1 stick of facts (or butter)
1 cup of imagination (or sugar)
1 teaspoon of more imagination (or vanilla extract)
2 speculations (or eggs)
½ cup of characters (or all-purpose flour)
1/3 cup of setting (or Cocoa)
¼ teaspoon of conflict (or baking powder)
¼ teaspoon of theme (or salt)
1) Start with the facts. That’s as essential as the butter-sugar-vanilla mixture when one is making brownies. You can just list the chronological order of the incident as bullet points but at the beginning just stick to the facts.
2) Speculate. Add your speculations and judgements. Realize that while the details of the incident may be laid out as facts, a lot of how feel about it comes from our pre-conceived notions, background and experiences. During your speculation stage, try to look at the incident from other point of views, and challenge any assumptions you might have made about it. In other words, beat them together the way you would beat the eggs.
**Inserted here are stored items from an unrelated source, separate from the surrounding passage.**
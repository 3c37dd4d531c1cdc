// CSV-file backed table store

use std::collections::HashMap;
use std::io::{Read, Write};
use std::path::{Path, PathBuf};

use rollcall_recon::store::{CellUpdate, Row, TableId, TableStore};
use rollcall_recon::StoreError;

/// One CSV (or TSV, semicolon, pipe) file per table.
///
/// Reads sniff the delimiter. Appends go to the end of the file in the
/// file's own delimiter. Cell updates rewrite the file through a temp file
/// in the same directory and an atomic rename; the rewritten file is always
/// plain UTF-8, so a leading BOM is dropped and Windows-1252 text is
/// re-encoded.
#[derive(Debug, Clone)]
pub struct CsvStore {
    paths: HashMap<TableId, PathBuf>,
}

impl CsvStore {
    pub fn new(intake: PathBuf, activities: PathBuf, roster: PathBuf, ledger: PathBuf) -> Self {
        let paths = HashMap::from([
            (TableId::Intake, intake),
            (TableId::Activities, activities),
            (TableId::Roster, roster),
            (TableId::Ledger, ledger),
        ]);
        Self { paths }
    }

    /// Build from a path lookup, e.g. config paths joined to a base dir.
    pub fn from_fn(mut path_for: impl FnMut(TableId) -> PathBuf) -> Self {
        Self { paths: TableId::ALL.into_iter().map(|t| (t, path_for(t))).collect() }
    }

    pub fn path(&self, table: TableId) -> &Path {
        &self.paths[&table]
    }

    /// The ledger is the only table allowed to be missing; it reads as empty.
    fn read_content(&self, table: TableId) -> Result<Option<(String, SourceEncoding)>, StoreError> {
        let path = self.path(table);
        if table == TableId::Ledger && !path.exists() {
            return Ok(None);
        }
        read_text(path)
            .map(Some)
            .map_err(|e| StoreError::new(table, format!("cannot read {}: {e}", path.display())))
    }

    fn write_all(&self, table: TableId, rows: &[Row], delimiter: u8) -> Result<(), StoreError> {
        let path = self.path(table);
        let err = |e: String| StoreError::new(table, format!("cannot write {}: {e}", path.display()));

        let dir = match path.parent() {
            Some(p) if !p.as_os_str().is_empty() => p,
            _ => Path::new("."),
        };
        let mut tmp = tempfile::NamedTempFile::new_in(dir).map_err(|e| err(e.to_string()))?;
        {
            let mut writer = csv::WriterBuilder::new()
                .delimiter(delimiter)
                .flexible(true)
                .from_writer(tmp.as_file_mut());
            for row in rows {
                writer.write_record(row).map_err(|e| err(e.to_string()))?;
            }
            writer.flush().map_err(|e| err(e.to_string()))?;
        }
        tmp.persist(path).map_err(|e| err(e.error.to_string()))?;
        Ok(())
    }
}

impl TableStore for CsvStore {
    fn read_all_rows(&self, table: TableId) -> Result<Vec<Row>, StoreError> {
        match self.read_content(table)? {
            Some((content, _)) => parse_rows(&content, sniff_delimiter(&content))
                .map_err(|e| StoreError::new(table, format!("{}: {e}", self.path(table).display()))),
            None => Ok(Vec::new()),
        }
    }

    fn append_rows(&mut self, table: TableId, rows: &[Row]) -> Result<(), StoreError> {
        if rows.is_empty() {
            return Ok(());
        }
        let path = self.path(table);
        let err = |e: String| StoreError::new(table, format!("cannot append to {}: {e}", path.display()));

        let (existing, encoding) = self.read_content(table)?.unwrap_or_default();
        if encoding == SourceEncoding::Windows1252 {
            log::warn!("{} is Windows-1252; appended rows are UTF-8", path.display());
        }
        let delimiter = if existing.is_empty() { b',' } else { sniff_delimiter(&existing) };

        let mut file = std::fs::OpenOptions::new()
            .create(true)
            .append(true)
            .open(path)
            .map_err(|e| err(e.to_string()))?;
        if !existing.is_empty() && !existing.ends_with('\n') {
            file.write_all(b"\n").map_err(|e| err(e.to_string()))?;
        }

        let mut writer = csv::WriterBuilder::new().delimiter(delimiter).flexible(true).from_writer(file);
        for row in rows {
            writer.write_record(row).map_err(|e| err(e.to_string()))?;
        }
        writer.flush().map_err(|e| err(e.to_string()))?;
        log::debug!("appended {} row(s) to {}", rows.len(), path.display());
        Ok(())
    }

    fn set_cell(&mut self, table: TableId, row: usize, col: usize, value: &str) -> Result<(), StoreError> {
        self.set_cells(table, &[CellUpdate { row, col, value: value.to_string() }])
    }

    /// Apply every update in memory, then rewrite the file once.
    fn set_cells(&mut self, table: TableId, updates: &[CellUpdate]) -> Result<(), StoreError> {
        if updates.is_empty() {
            return Ok(());
        }
        let (content, encoding) = self.read_content(table)?.unwrap_or_default();
        match encoding {
            SourceEncoding::Utf8 => {}
            SourceEncoding::Utf8Bom => log::debug!("{}: byte order mark dropped on rewrite", self.path(table).display()),
            SourceEncoding::Windows1252 => {
                log::warn!("{}: rewriting Windows-1252 text as UTF-8", self.path(table).display())
            }
        }
        let delimiter = sniff_delimiter(&content);
        let mut rows = parse_rows(&content, delimiter)
            .map_err(|e| StoreError::new(table, format!("{}: {e}", self.path(table).display())))?;

        for update in updates {
            let len = rows.len();
            let target = rows
                .get_mut(update.row)
                .ok_or_else(|| StoreError::new(table, format!("row index {} out of range ({len} rows)", update.row)))?;
            if target.len() <= update.col {
                target.resize(update.col + 1, String::new());
            }
            target[update.col] = update.value.clone();
        }

        self.write_all(table, &rows, delimiter)?;
        log::debug!("updated {} cell(s) in {}", updates.len(), self.path(table).display());
        Ok(())
    }
}

fn parse_rows(content: &str, delimiter: u8) -> Result<Vec<Row>, String> {
    let mut reader = csv::ReaderBuilder::new()
        .delimiter(delimiter)
        .has_headers(false)
        .flexible(true)
        .from_reader(content.as_bytes());

    reader
        .records()
        .map(|record| {
            record
                .map(|r| r.iter().map(|field| field.to_string()).collect())
                .map_err(|e| e.to_string())
        })
        .collect()
}

/// Detect the most likely field delimiter by checking consistency across the first few lines.
///
/// For each candidate (tab, semicolon, comma, pipe), count fields per line. The delimiter
/// that produces the most consistent field count (>1 field) wins.
fn sniff_delimiter(content: &str) -> u8 {
    let candidates: &[u8] = &[b'\t', b';', b',', b'|'];
    let sample_lines: Vec<&str> = content.lines().take(10).collect();

    if sample_lines.is_empty() {
        return b',';
    }

    let mut best = b',';
    let mut best_score = 0u64;

    for &delim in candidates {
        let counts: Vec<usize> = sample_lines
            .iter()
            .map(|line| {
                csv::ReaderBuilder::new()
                    .delimiter(delim)
                    .has_headers(false)
                    .flexible(true)
                    .from_reader(line.as_bytes())
                    .records()
                    .next()
                    .and_then(|r| r.ok())
                    .map(|r| r.len())
                    .unwrap_or(1)
            })
            .collect();

        // Must produce >1 field on the first line to be viable
        if counts.first().copied().unwrap_or(0) <= 1 {
            continue;
        }

        // Higher field count breaks ties
        let target = counts[0];
        let consistent = counts.iter().filter(|&&c| c == target).count() as u64;
        let score = consistent * target as u64;

        if score > best_score {
            best_score = score;
            best = delim;
        }
    }

    best
}

/// How a table file was decoded.
#[derive(Debug, Clone, Copy, Default, PartialEq, Eq)]
enum SourceEncoding {
    #[default]
    Utf8,
    Utf8Bom,
    /// Not valid UTF-8; decoded as Windows-1252, the usual Excel export.
    Windows1252,
}

fn read_text(path: &Path) -> Result<(String, SourceEncoding), String> {
    let mut bytes = Vec::new();
    std::fs::File::open(path)
        .and_then(|mut file| file.read_to_end(&mut bytes))
        .map_err(|e| e.to_string())?;

    match String::from_utf8(bytes) {
        Ok(text) => match text.strip_prefix('\u{feff}') {
            Some(rest) => Ok((rest.to_string(), SourceEncoding::Utf8Bom)),
            None => Ok((text, SourceEncoding::Utf8)),
        },
        Err(e) => {
            let (decoded, _, _) = encoding_rs::WINDOWS_1252.decode(e.as_bytes());
            Ok((decoded.into_owned(), SourceEncoding::Windows1252))
        }
    }
}
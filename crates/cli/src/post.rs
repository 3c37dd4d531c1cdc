//! `rollcall post|validate|init`: attendance batch posting.

use std::path::{Path, PathBuf};

use rollcall_io::CsvStore;
use rollcall_recon::engine::{load_references, load_submissions, post_pending, PostOptions};
use rollcall_recon::{BatchReport, MemoryStore, PostingConfig, PostingError};

use crate::exit_codes::{
    posting_exit_code, EXIT_ERROR, EXIT_POST_INVALID_CONFIG, EXIT_POST_READ, EXIT_POST_UNRESOLVED, EXIT_USAGE,
};
use crate::CliError;

fn post_err(code: u8, msg: impl Into<String>) -> CliError {
    CliError { code, message: msg.into(), hint: None }
}

fn load_config(config_path: &Path) -> Result<PostingConfig, CliError> {
    let config_str = std::fs::read_to_string(config_path).map_err(|e| {
        post_err(EXIT_POST_INVALID_CONFIG, format!("cannot read config {}: {e}", config_path.display()))
            .with_hint("run `rollcall init` to write a starter config")
    })?;
    let config =
        PostingConfig::from_toml(&config_str).map_err(|e| post_err(EXIT_POST_INVALID_CONFIG, e.to_string()))?;
    log::debug!("loaded config '{}' from {}", config.name, config_path.display());
    Ok(config)
}

/// Resolve table paths relative to the config file's directory.
fn open_store(config_path: &Path, config: &PostingConfig) -> CsvStore {
    let base_dir = config_path.parent().unwrap_or_else(|| Path::new("."));
    CsvStore::from_fn(|table| {
        let path = base_dir.join(config.tables.path_for(table));
        log::debug!("{table} table: {}", path.display());
        path
    })
}

fn posting_err(err: PostingError) -> CliError {
    let hint = match &err {
        PostingError::MarkPosted { .. } => {
            Some("the ledger was appended; mark the reconciled intake rows \"Posted\" by hand before re-running".to_string())
        }
        _ => None,
    };
    CliError { code: posting_exit_code(&err), message: err.to_string(), hint }
}

pub fn cmd_post(
    config_path: PathBuf,
    dry_run: bool,
    json_output: bool,
    output_file: Option<PathBuf>,
    strict: bool,
) -> Result<(), CliError> {
    let config = load_config(&config_path)?;
    let mut store = open_store(&config_path, &config);
    let options = PostOptions { dry_run };

    let report = if dry_run {
        // Post against an in-memory copy so the files stay untouched.
        let mut snapshot = MemoryStore::snapshot(&store).map_err(|e| posting_err(e.into()))?;
        log::debug!("dry run: posting against an in-memory copy of the tables");
        post_pending(&mut snapshot, &config, &options)
    } else {
        post_pending(&mut store, &config, &options)
    }
    .map_err(posting_err)?;

    let json_str = serde_json::to_string_pretty(&report)
        .map_err(|e| post_err(EXIT_ERROR, format!("JSON serialization error: {e}")))?;

    if let Some(ref path) = output_file {
        std::fs::write(path, &json_str)
            .map_err(|e| post_err(EXIT_ERROR, format!("cannot write output: {e}")))?;
        eprintln!("wrote {}", path.display());
    }

    if json_output {
        println!("{json_str}");
    }

    print_summary(&report);

    if strict && report.summary.has_unresolved() {
        return Err(post_err(EXIT_POST_UNRESOLVED, "unresolved submissions found (--strict)"));
    }
    Ok(())
}

/// Human summary to stderr.
fn print_summary(report: &BatchReport) {
    let s = &report.summary;
    let prefix = if report.meta.dry_run { "dry run: would have " } else { "" };

    if s.posted_rows == 0 {
        eprintln!("no valid pending rows found");
    } else {
        eprintln!("{prefix}processed {} staging rows ({} ledger records)", s.posted_rows, s.records);
    }

    let unresolved = s.unresolved_activities + s.invalid_overrides;
    if unresolved > 0 || s.unresolved_members > 0 || s.reference_warnings > 0 {
        eprintln!(
            "{} row(s) left pending, {} unmatched name(s), {} reference warning(s)",
            unresolved, s.unresolved_members, s.reference_warnings,
        );
    }
}

pub fn cmd_validate(config_path: PathBuf) -> Result<(), CliError> {
    let config = load_config(&config_path)?;
    let store = open_store(&config_path, &config);

    let references = load_references(&store, &config).map_err(|e| post_err(EXIT_POST_READ, e.to_string()))?;
    let submissions = load_submissions(&store, &config).map_err(|e| post_err(EXIT_POST_READ, e.to_string()))?;
    let pending = submissions.iter().filter(|s| !s.is_posted()).count();

    eprintln!(
        "valid: '{}' with {} activities, {} members, {} pending of {} submission(s)",
        config.name,
        references.activities.len(),
        references.members.len(),
        pending,
        submissions.len(),
    );
    if !references.warnings.is_empty() {
        eprintln!("{} reference warning(s):", references.warnings.len());
        for warning in &references.warnings {
            eprintln!("  {warning}");
        }
    }
    Ok(())
}

pub fn cmd_init(config_path: PathBuf, force: bool) -> Result<(), CliError> {
    if config_path.exists() && !force {
        return Err(post_err(EXIT_USAGE, format!("{} already exists", config_path.display()))
            .with_hint("pass --force to overwrite"));
    }
    std::fs::write(&config_path, PostingConfig::default_toml())
        .map_err(|e| post_err(EXIT_ERROR, format!("cannot write {}: {e}", config_path.display())))?;
    eprintln!("wrote {}", config_path.display());
    Ok(())
}
//! The tabular data store seam.
//!
//! The engine never touches files directly. It reads and writes the four
//! tables through [`TableStore`], which keeps the core testable against
//! [`MemoryStore`] and lets the io crate back it with CSV files.

use std::collections::HashMap;

use serde::Serialize;

use crate::error::StoreError;

/// One stored row, cells as text.
pub type Row = Vec<String>;

#[derive(Debug, Clone, Copy, PartialEq, Eq, Hash, PartialOrd, Ord, Serialize)]
#[serde(rename_all = "snake_case")]
pub enum TableId {
    Intake,
    Activities,
    Roster,
    Ledger,
}

impl TableId {
    pub const ALL: [TableId; 4] = [Self::Intake, Self::Activities, Self::Roster, Self::Ledger];
}

impl std::fmt::Display for TableId {
    fn fmt(&self, f: &mut std::fmt::Formatter<'_>) -> std::fmt::Result {
        match self {
            Self::Intake => write!(f, "intake"),
            Self::Activities => write!(f, "activities"),
            Self::Roster => write!(f, "roster"),
            Self::Ledger => write!(f, "ledger"),
        }
    }
}

/// A single cell write. `row` and `col` are 0-based indexes into the
/// rows returned by [`TableStore::read_all_rows`], header included.
#[derive(Debug, Clone, PartialEq, Eq)]
pub struct CellUpdate {
    pub row: usize,
    pub col: usize,
    pub value: String,
}

pub trait TableStore {
    /// Every stored row in order, header first.
    fn read_all_rows(&self, table: TableId) -> Result<Vec<Row>, StoreError>;

    /// Append rows after the last stored row.
    fn append_rows(&mut self, table: TableId, rows: &[Row]) -> Result<(), StoreError>;

    fn set_cell(&mut self, table: TableId, row: usize, col: usize, value: &str) -> Result<(), StoreError>;

    /// Number of stored rows, header included. 0 for an empty table.
    fn last_row_index(&self, table: TableId) -> Result<usize, StoreError> {
        Ok(self.read_all_rows(table)?.len())
    }

    /// Apply a group of cell writes. Stores that rewrite whole files
    /// override this to write once.
    fn set_cells(&mut self, table: TableId, updates: &[CellUpdate]) -> Result<(), StoreError> {
        for update in updates {
            self.set_cell(table, update.row, update.col, &update.value)?;
        }
        Ok(())
    }
}

// ---------------------------------------------------------------------------
// In-memory store
// ---------------------------------------------------------------------------

/// Tables held in memory. Used by tests and for dry runs.
#[derive(Debug, Clone, Default)]
pub struct MemoryStore {
    tables: HashMap<TableId, Vec<Row>>,
}

impl MemoryStore {
    pub fn new() -> Self {
        Self::default()
    }

    /// Builder-style table setup from string literals.
    pub fn with_table<R, C>(mut self, table: TableId, rows: R) -> Self
    where
        R: IntoIterator<Item = C>,
        C: IntoIterator,
        C::Item: Into<String>,
    {
        self.insert_table(table, rows.into_iter().map(|r| r.into_iter().map(Into::into).collect()).collect());
        self
    }

    pub fn insert_table(&mut self, table: TableId, rows: Vec<Row>) {
        self.tables.insert(table, rows);
    }

    /// Copy every table out of another store.
    pub fn snapshot(source: &dyn TableStore) -> Result<Self, StoreError> {
        let mut store = Self::new();
        for table in TableId::ALL {
            store.insert_table(table, source.read_all_rows(table)?);
        }
        Ok(store)
    }

    pub fn table(&self, table: TableId) -> &[Row] {
        self.tables.get(&table).map(|rows| rows.as_slice()).unwrap_or(&[])
    }
}

impl TableStore for MemoryStore {
    fn read_all_rows(&self, table: TableId) -> Result<Vec<Row>, StoreError> {
        Ok(self.table(table).to_vec())
    }

    fn append_rows(&mut self, table: TableId, rows: &[Row]) -> Result<(), StoreError> {
        self.tables.entry(table).or_default().extend(rows.iter().cloned());
        Ok(())
    }

    fn set_cell(&mut self, table: TableId, row: usize, col: usize, value: &str) -> Result<(), StoreError> {
        let rows = self.tables.entry(table).or_default();
        let len = rows.len();
        let target = rows
            .get_mut(row)
            .ok_or_else(|| StoreError::new(table, format!("row index {row} out of range ({len} rows)")))?;
        if target.len() <= col {
            target.resize(col + 1, String::new());
        }
        target[col] = value.to_string();
        Ok(())
    }
}

#[cfg(test)]
mod tests {
    use super::*;

    #[test]
    fn set_cell_pads_short_rows() {
        let mut store = MemoryStore::new().with_table(TableId::Intake, [vec!["a", "b"]]);
        store.set_cell(TableId::Intake, 0, 4, "Posted").unwrap();
        assert_eq!(store.table(TableId::Intake)[0], vec!["a", "b", "", "", "Posted"]);
    }

    #[test]
    fn set_cell_out_of_range_is_an_error() {
        let mut store = MemoryStore::new().with_table(TableId::Intake, [vec!["header"]]);
        let err = store.set_cell(TableId::Intake, 3, 0, "x").unwrap_err();
        assert_eq!(err.table, TableId::Intake);
        assert!(err.to_string().contains("out of range"));
    }

    #[test]
    fn last_row_index_counts_header() {
        let store = MemoryStore::new().with_table(TableId::Ledger, [vec!["EventId"], vec!["CAMP1"]]);
        assert_eq!(store.last_row_index(TableId::Ledger).unwrap(), 2);
        assert_eq!(store.last_row_index(TableId::Roster).unwrap(), 0);
    }

    #[test]
    fn append_creates_missing_table() {
        let mut store = MemoryStore::new();
        store.append_rows(TableId::Ledger, &[vec!["x".to_string()]]).unwrap();
        assert_eq!(store.table(TableId::Ledger).len(), 1);
    }
}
These first two points deal with the plot of whatever story you’re going to write out of the life incident. Next we move to the rest of the story.
3) Draw up characters and give them names. The thing with us writers is that sometimes we don’t really understand a situation until we put it down on paper. It’s true we tend to think of paper.
4) In the case where we’re turning this incident into a work of fiction, this is the point where we add elements that would fluff it up a bit the way the baking powder would. But since stories have to have setting and themes, you have to add cocoa and salt to the baking powder and stir together.
5) Get into the zone the way a baking pan would get into an oven heated to 350 oF. Call it the creative zone, call it whatever…Let the story grow its own legs and take you in different directions if it must. You might start at a true-life incident and end with something that you would never do in real life, but would fill you with satisfaction.
And by that, you might have a story that was inspired by a clingy incident, and you would realize why the incident was so clingy in the first place (maybe its purpose was to act as inspiration for a piece of art and it wouldn’t let you go until you wrote it). Also whenever the incident comes up, you’ll end up thinking about your piece of art, and you might be so consumed by the piece of art to be bothered by the real incident.
Alternatively, just use the recipe between the lines, bake some brownies and enjoy eating them.